At some unsuspecting point, as you’re walking by the bodega on your block or pushing the buttons in the elevator to your cubicle, you feel a slight sadness for your loss of adventure. You start to morn the spontaneity you once had when you first moved here. You’re not sure exactly when it evolved into a state of mundane and disconnect, but somewhere along the way you lost the passion and eagerness you once had for this city. It wasn’t all at once, though you secretly wish you could place blame on a specific moment of time. It was a cumulative effect, those downfalls you once ignored were now rearing their ugly heads. The streets no longer feel magical as you walk the same sidewalks a hundred times over. You start to wonder how you can feel so alone when you’re surrounded by so much. You’ve become desensitized, immune to the ongoings here. The things that you once found so implausibly beautiful are now the things hurting you. Sometimes, you feel lost in your own little world, a misunderstanding.  The streets can be cold when they’ve lost their innocent charm. As with all things, lust turns to love, which, inevitably, turns to leaving.

The break up begins the very first instant you contemplate moving away. You become emotional invested in another place. It starts off as a dream of a city much larger, much more inspiring than where you’ve ended up. Maybe this was a mistake. Maybe you didn’t think things through. Long weekends away and week-long escapes begin to feel unfaithful to the neighborhood you call home. It drags out, still torn if what you know will be better than what you will find. The secrets of this setting have revealed themselves over time, which is what ultimately killed your affair. The way the night crawls with unwanted attention, how your once quaint block is now a collection of commercialized storefronts, how this city determines your worth by what you do instead of who you are.
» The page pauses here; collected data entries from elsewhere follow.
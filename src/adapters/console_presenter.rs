//! Console presenter: prints the summary and optionally writes the chart.

use crate::adapters::chart_svg::render_chart;
use crate::adapters::text_summary::format_summary;
use crate::domain::analysis::Analysis;
use crate::domain::error::TrendscopeError;
use crate::domain::settings::Locale;
use crate::ports::presentation_port::PresentationPort;
use std::cell::RefCell;
use std::fs;
use std::io::Write;
use std::path::PathBuf;
use tracing::info;

pub struct ConsolePresenter<W: Write> {
    out: RefCell<W>,
    locale: Locale,
    currency_prefix: String,
    chart_path: Option<PathBuf>,
}

impl ConsolePresenter<std::io::Stdout> {
    pub fn stdout(locale: Locale, currency_prefix: &str, chart_path: Option<PathBuf>) -> Self {
        Self::new(std::io::stdout(), locale, currency_prefix, chart_path)
    }
}

impl<W: Write> ConsolePresenter<W> {
    pub fn new(out: W, locale: Locale, currency_prefix: &str, chart_path: Option<PathBuf>) -> Self {
        Self {
            out: RefCell::new(out),
            locale,
            currency_prefix: currency_prefix.to_string(),
            chart_path,
        }
    }

    pub fn into_inner(self) -> W {
        self.out.into_inner()
    }
}

impl<W: Write> PresentationPort for ConsolePresenter<W> {
    fn present(&self, analysis: &Analysis) -> Result<(), TrendscopeError> {
        if let Some(path) = &self.chart_path {
            fs::write(path, render_chart(analysis))?;
            info!(path = %path.display(), "chart written");
        }

        let summary = format_summary(&analysis.projection, self.locale, &self.currency_prefix);
        let mut out = self.out.borrow_mut();
        writeln!(out, "{}", summary)?;
        out.flush()?;
        Ok(())
    }
}

#[cfg(test)]
mod tests {
    use super::*;
    use crate::domain::analysis::analyze;
    use crate::domain::bar_series::BarSeries;
    use crate::domain::ohlcv::OhlcvBar;
    use chrono::NaiveDate;
    use rand::rngs::StdRng;
    use rand::SeedableRng;
    use tempfile::TempDir;

    fn falling_analysis() -> Analysis {
        let start = NaiveDate::from_ymd_opt(2024, 1, 1).unwrap();
        let bars = (0..25)
            .map(|i| {
                let close = 80.0 - i as f64;
                OhlcvBar {
                    date: start + chrono::Duration::days(i as i64),
                    open: close,
                    high: close + 0.5,
                    low: close - 0.5,
                    close,
                    volume: 1_000.0,
                }
            })
            .collect();
        analyze(
            BarSeries::from_raw("ITUB4.SA", bars).unwrap(),
            &mut StdRng::seed_from_u64(9),
        )
        .unwrap()
    }

    #[test]
    fn prints_portuguese_summary() {
        let presenter = ConsolePresenter::new(Vec::new(), Locale::Pt, "R$", None);
        presenter.present(&falling_analysis()).unwrap();
        let text = String::from_utf8(presenter.into_inner()).unwrap();

        assert!(text.starts_with("Tendência atual: baixa\n"));
        assert!(text.contains("Preço sugerido para o próximo dia: R$"));
    }

    #[test]
    fn writes_chart_when_configured() {
        let dir = TempDir::new().unwrap();
        let chart = dir.path().join("chart.svg");
        let presenter = ConsolePresenter::new(Vec::new(), Locale::En, "$", Some(chart.clone()));
        presenter.present(&falling_analysis()).unwrap();

        let svg = fs::read_to_string(&chart).unwrap();
        assert!(svg.contains("Análise de ITUB4.SA"));
        let text = String::from_utf8(presenter.into_inner()).unwrap();
        assert!(text.starts_with("Current trend: down"));
    }

    #[test]
    fn chart_write_failure_is_io_error() {
        let presenter = ConsolePresenter::new(
            Vec::new(),
            Locale::Pt,
            "R$",
            Some(PathBuf::from("/nonexistent/dir/chart.svg")),
        );
        let err = presenter.present(&falling_analysis()).unwrap_err();
        assert!(matches!(err, TrendscopeError::Io(_)));
    }
}
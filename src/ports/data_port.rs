//! Market data port trait.

use crate::domain::error::TrendscopeError;
use crate::domain::ohlcv::OhlcvBar;
use std::fmt;

/// Lookback requested from the provider. The pipeline always asks for one year.
#[derive(Debug, Clone, Copy, PartialEq, Eq)]
pub enum Period {
    OneYear,
}

impl Period {
    pub fn days(&self) -> i64 {
        match self {
            Period::OneYear => 365,
        }
    }
}

impl fmt::Display for Period {
    fn fmt(&self, f: &mut fmt::Formatter<'_>) -> fmt::Result {
        match self {
            Period::OneYear => write!(f, "1y"),
        }
    }
}

#[derive(Debug, Clone, Copy, PartialEq, Eq)]
pub enum Interval {
    Daily,
}

impl fmt::Display for Interval {
    fn fmt(&self, f: &mut fmt::Formatter<'_>) -> fmt::Result {
        match self {
            Interval::Daily => write!(f, "1d"),
        }
    }
}

/// Source of raw OHLCV rows. Rows are unvalidated; `BarSeries::from_raw` checks them.
pub trait DataPort {
    fn fetch(
        &self,
        ticker: &str,
        period: Period,
        interval: Interval,
    ) -> Result<Vec<OhlcvBar>, TrendscopeError>;
}
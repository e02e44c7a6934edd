//! Configuration access port trait.

use std::path::PathBuf;

pub trait ConfigPort {
    fn get_string(&self, section: &str, key: &str) -> Option<String>;

    /// Trimmed value, treating blank as absent.
    fn get_trimmed(&self, section: &str, key: &str) -> Option<String> {
        self.get_string(section, key)
            .map(|v| v.trim().to_string())
            .filter(|v| !v.is_empty())
    }

    fn get_path(&self, section: &str, key: &str) -> Option<PathBuf> {
        self.get_trimmed(section, key).map(PathBuf::from)
    }
}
The turmoil begins. Are you making the right choice to leave? Or should you give it one more shot?  You reason that there is no need to stay and reconsider when your indecision is only causing more pain. You want to depart while you still recall and appreciate the happiness and excitement it once brought you. You take what these concrete walls have given you and carry these lessons to your next destination.  It was a point of growth and a point of struggle, both equally necessary. Unknowingly, you’ll repeat this process more than you know. You become used to the feelings of hopefulness, fading to assurance, fading to loss. Though, in the back of your mind, you hold on to the idea that there is a place where the adoration and eagerness last. A place where spontaneity and stability can coexist.

And for that, you will keep searching.